TASK INSTRUCTIONS: Before you finish, make sure every line below has been written out exactly.

*** GIVEN RECORDS Section Begins ***

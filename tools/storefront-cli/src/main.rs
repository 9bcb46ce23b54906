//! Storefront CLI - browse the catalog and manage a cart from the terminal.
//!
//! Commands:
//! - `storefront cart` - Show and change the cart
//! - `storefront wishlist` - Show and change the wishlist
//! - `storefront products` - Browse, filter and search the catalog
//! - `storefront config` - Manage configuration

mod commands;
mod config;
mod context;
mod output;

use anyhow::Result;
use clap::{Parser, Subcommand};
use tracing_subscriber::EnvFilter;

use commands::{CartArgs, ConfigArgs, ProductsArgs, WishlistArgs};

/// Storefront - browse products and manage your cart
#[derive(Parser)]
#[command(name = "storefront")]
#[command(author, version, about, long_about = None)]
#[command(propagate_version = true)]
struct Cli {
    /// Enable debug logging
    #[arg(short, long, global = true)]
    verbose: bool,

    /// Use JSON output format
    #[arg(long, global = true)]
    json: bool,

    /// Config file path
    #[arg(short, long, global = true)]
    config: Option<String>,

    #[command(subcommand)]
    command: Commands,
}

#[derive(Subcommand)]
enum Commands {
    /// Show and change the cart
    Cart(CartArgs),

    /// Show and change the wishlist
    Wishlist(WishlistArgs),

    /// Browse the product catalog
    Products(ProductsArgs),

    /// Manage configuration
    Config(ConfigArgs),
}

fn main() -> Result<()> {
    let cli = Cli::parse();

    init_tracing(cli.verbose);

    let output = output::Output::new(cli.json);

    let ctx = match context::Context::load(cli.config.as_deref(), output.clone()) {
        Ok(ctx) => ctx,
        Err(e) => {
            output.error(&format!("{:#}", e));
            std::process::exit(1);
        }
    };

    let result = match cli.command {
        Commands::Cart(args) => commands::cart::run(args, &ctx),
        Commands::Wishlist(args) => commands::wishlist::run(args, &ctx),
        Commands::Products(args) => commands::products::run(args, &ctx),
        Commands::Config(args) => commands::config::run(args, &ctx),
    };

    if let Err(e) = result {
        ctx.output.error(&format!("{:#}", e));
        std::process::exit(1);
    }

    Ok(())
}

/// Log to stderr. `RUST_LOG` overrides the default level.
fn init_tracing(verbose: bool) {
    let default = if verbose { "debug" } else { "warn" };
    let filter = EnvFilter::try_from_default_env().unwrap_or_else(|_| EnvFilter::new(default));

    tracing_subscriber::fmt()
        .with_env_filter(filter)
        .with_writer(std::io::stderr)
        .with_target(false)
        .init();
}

*** GIVEN RECORDS Section Ends ***

EXPECTED ANSWER:
filename tools/storefront-cli/src/main.rs
repository 9bcb46ce23b54906
//! Storefront CLI - browse the catalog and manage a cart from the terminal.
//!
//! Commands:
//! - `storefront cart` - Show and change the cart
//! - `storefront wishlist` - Show and change the wishlist
//! - `storefront products` - Browse, filter and search the catalog
//! - `storefront config` - Manage configuration

mod commands;
mod config;
mod context;
mod output;

use anyhow::Result;
use clap::{Parser, Subcommand};
use tracing_subscriber::EnvFilter;

use commands::{CartArgs, ConfigArgs, ProductsArgs, WishlistArgs};

/// Storefront - browse products and manage your cart
#[derive(Parser)]
#[command(name = "storefront")]
#[command(author, version, about, long_about = None)]
#[command(propagate_version = true)]
struct Cli {
    /// Enable debug logging
    #[arg(short, long, global = true)]
    verbose: bool,

    /// Use JSON output format
    #[arg(long, global = true)]
    json: bool,

    /// Config file path
    #[arg(short, long, global = true)]
    config: Option<String>,

    #[command(subcommand)]
    command: Commands,
}

#[derive(Subcommand)]
enum Commands {
    /// Show and change the cart
    Cart(CartArgs),

    /// Show and change the wishlist
    Wishlist(WishlistArgs),

    /// Browse the product catalog
    Products(ProductsArgs),

    /// Manage configuration
    Config(ConfigArgs),
}

fn main() -> Result<()> {
    let cli = Cli::parse();

    init_tracing(cli.verbose);

    let output = output::Output::new(cli.json);

    let ctx = match context::Context::load(cli.config.as_deref(), output.clone()) {
        Ok(ctx) => ctx,
        Err(e) => {
            output.error(&format!("{:#}", e));
            std::process::exit(1);
        }
    };

    let result = match cli.command {
        Commands::Cart(args) => commands::cart::run(args, &ctx),
        Commands::Wishlist(args) => commands::wishlist::run(args, &ctx),
        Commands::Products(args) => commands::products::run(args, &ctx),
        Commands::Config(args) => commands::config::run(args, &ctx),
    };

    if let Err(e) = result {
        ctx.output.error(&format!("{:#}", e));
        std::process::exit(1);
    }

    Ok(())
}

/// Log to stderr. `RUST_LOG` overrides the default level.
fn init_tracing(verbose: bool) {
    let default = if verbose { "debug" } else { "warn" };
    let filter = EnvFilter::try_from_default_env().unwrap_or_else(|_| EnvFilter::new(default));

    tracing_subscriber::fmt()
        .with_env_filter(filter)
        .with_writer(std::io::stderr)
        .with_target(false)
        .init();
}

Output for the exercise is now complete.